__Task details__. From the material beneath, pull every line with the word "MainWorldReceiver".

__Information given__.
//! GPU -> CPU frame copy
//!
//! Flow:
//! 1. The camera renders into the render surface image
//! 2. `ImageCopyDriver` (render graph node) copies the image into a mappable buffer
//! 3. `receive_image_from_buffer` maps the buffer after `RenderSystems::Render`
//!    and sends the bytes to the main world over a channel
//!
//! Rows in a [`CapturedFrame`] are padded to wgpu's copy alignment;
//! `extract_and_process_frame` strips the padding.

use bevy::{
    prelude::*,
    render::{
        render_asset::RenderAssets,
        render_graph::{self, NodeRunError, RenderGraph, RenderGraphContext, RenderLabel},
        render_resource::{
            Buffer, BufferDescriptor, BufferUsages, CommandEncoderDescriptor, Extent3d, MapMode,
            PollType, TexelCopyBufferInfo, TexelCopyBufferLayout,
        },
        renderer::{RenderContext, RenderDevice, RenderQueue},
        texture::GpuImage,
        Extract, Render, RenderApp, RenderSystems,
    },
};
use std::sync::{
    atomic::{AtomicBool, Ordering},
    Arc,
};

use crate::bevy::resources::{MainWorldReceiver, RenderWorldSender};

/// Raw bytes of one copied frame, rows padded to the copy alignment
#[derive(Debug, Clone)]
pub struct CapturedFrame {
    pub width: u32,
    pub height: u32,
    pub data: Vec<u8>,
}

pub struct ImageCopyPlugin;

impl Plugin for ImageCopyPlugin {
    fn build(&self, app: &mut App) {
        let (s, r) = crossbeam_channel::unbounded();

        let render_app = app
            .insert_resource(MainWorldReceiver(r))
            .sub_app_mut(RenderApp);

        let mut graph = render_app.world_mut().resource_mut::<RenderGraph>();
        graph.add_node(ImageCopy, ImageCopyDriver);
        graph.add_node_edge(bevy::render::graph::CameraDriverLabel, ImageCopy);

        render_app
            .insert_resource(RenderWorldSender(s))
            .add_systems(ExtractSchedule, image_copy_extract)
            .add_systems(
                Render,
                receive_image_from_buffer.after(RenderSystems::Render),
            );
    }
}

#[derive(Clone, Default, Resource, Deref, DerefMut)]
struct ImageCopiers(pub Vec<ImageCopier>);

/// Copies `src_image` into a CPU-readable buffer every frame
#[derive(Clone, Component)]
pub struct ImageCopier {
    buffer: Buffer,
    enabled: Arc<AtomicBool>,
    src_image: Handle<Image>,
    size: Extent3d,
}

impl ImageCopier {
    pub fn new(
        src_image: Handle<Image>,
        size: Extent3d,
        render_device: &RenderDevice,
    ) -> ImageCopier {
        let padded_bytes_per_row = RenderDevice::align_copy_bytes_per_row(size.width as usize * 4);

        let cpu_buffer = render_device.create_buffer(&BufferDescriptor {
            label: Some("surface_copy_buffer"),
            size: padded_bytes_per_row as u64 * size.height as u64,
            usage: BufferUsages::MAP_READ | BufferUsages::COPY_DST,
            mapped_at_creation: false,
        });

        ImageCopier {
            buffer: cpu_buffer,
            src_image,
            enabled: Arc::new(AtomicBool::new(true)),
            size,
        }
    }

    pub fn enabled(&self) -> bool {
        self.enabled.load(Ordering::Relaxed)
    }
}

fn image_copy_extract(mut commands: Commands, image_copiers: Extract<Query<&ImageCopier>>) {
    commands.insert_resource(ImageCopiers(
        image_copiers.iter().cloned().collect::<Vec<ImageCopier>>(),
    ));
}

#[derive(Debug, PartialEq, Eq, Clone, Hash, RenderLabel)]
struct ImageCopy;

#[derive(Default)]
struct ImageCopyDriver;

impl render_graph::Node for ImageCopyDriver {
    fn run(
        &self,
        _graph: &mut RenderGraphContext,
        render_context: &mut RenderContext,
        world: &World,
    ) -> Result<(), NodeRunError> {
        let (Some(image_copiers), Some(gpu_images), Some(render_queue)) = (
            world.get_resource::<ImageCopiers>(),
            world.get_resource::<RenderAssets<GpuImage>>(),
            world.get_resource::<RenderQueue>(),
        ) else {
            return Ok(());
        };

        for image_copier in image_copiers.iter() {
            if !image_copier.enabled() {
                continue;
            }

            let Some(src_image) = gpu_images.get(&image_copier.src_image) else {
                continue;
            };

            // The surface was resized this frame and the copier has not caught up yet
            if src_image.size.width != image_copier.size.width
                || src_image.size.height != image_copier.size.height
            {
                continue;
            }

            let Some(block_size) = src_image.texture_format.block_copy_size(None) else {
                continue;
            };
            let block_dimensions = src_image.texture_format.block_dimensions();

            let padded_bytes_per_row = RenderDevice::align_copy_bytes_per_row(
                (src_image.size.width as usize / block_dimensions.0 as usize) * block_size as usize,
            );

            let mut encoder = render_context
                .render_device()
                .create_command_encoder(&CommandEncoderDescriptor::default());

            encoder.copy_texture_to_buffer(
                src_image.texture.as_image_copy(),
                TexelCopyBufferInfo {
                    buffer: &image_copier.buffer,
                    layout: TexelCopyBufferLayout {
                        offset: 0,
                        bytes_per_row: Some(padded_bytes_per_row as u32),
                        rows_per_image: None,
                    },
                },
                src_image.size,
            );

            render_queue.submit(std::iter::once(encoder.finish()));
        }

        Ok(())
    }
}

fn receive_image_from_buffer(
    image_copiers: Res<ImageCopiers>,
    render_device: Res<RenderDevice>,
    sender: Res<RenderWorldSender>,
) {
    for image_copier in image_copiers.0.iter() {
        if !image_copier.enabled() {
            continue;
        }

        let buffer_slice = image_copier.buffer.slice(..);

        let (s, r) = crossbeam_channel::bounded(1);

        buffer_slice.map_async(MapMode::Read, move |result| {
            let _ = s.send(result);
        });

        if let Err(err) = render_device.poll(PollType::wait()) {
            error!("Failed to poll device for map_async: {err}");
            continue;
        }

        match r.recv() {
            Ok(Ok(())) => {
                let _ = sender.send(CapturedFrame {
                    width: image_copier.size.width,
                    height: image_copier.size.height,
                    data: buffer_slice.get_mapped_range().to_vec(),
                });
                image_copier.buffer.unmap();
            }
            Ok(Err(err)) => error!("Failed to map surface copy buffer: {err}"),
            Err(err) => error!("map_async callback dropped: {err}"),
        }
    }
}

__Exercise response__.
use crate::bevy::resources::{MainWorldReceiver, RenderWorldSender};
            .insert_resource(MainWorldReceiver(r))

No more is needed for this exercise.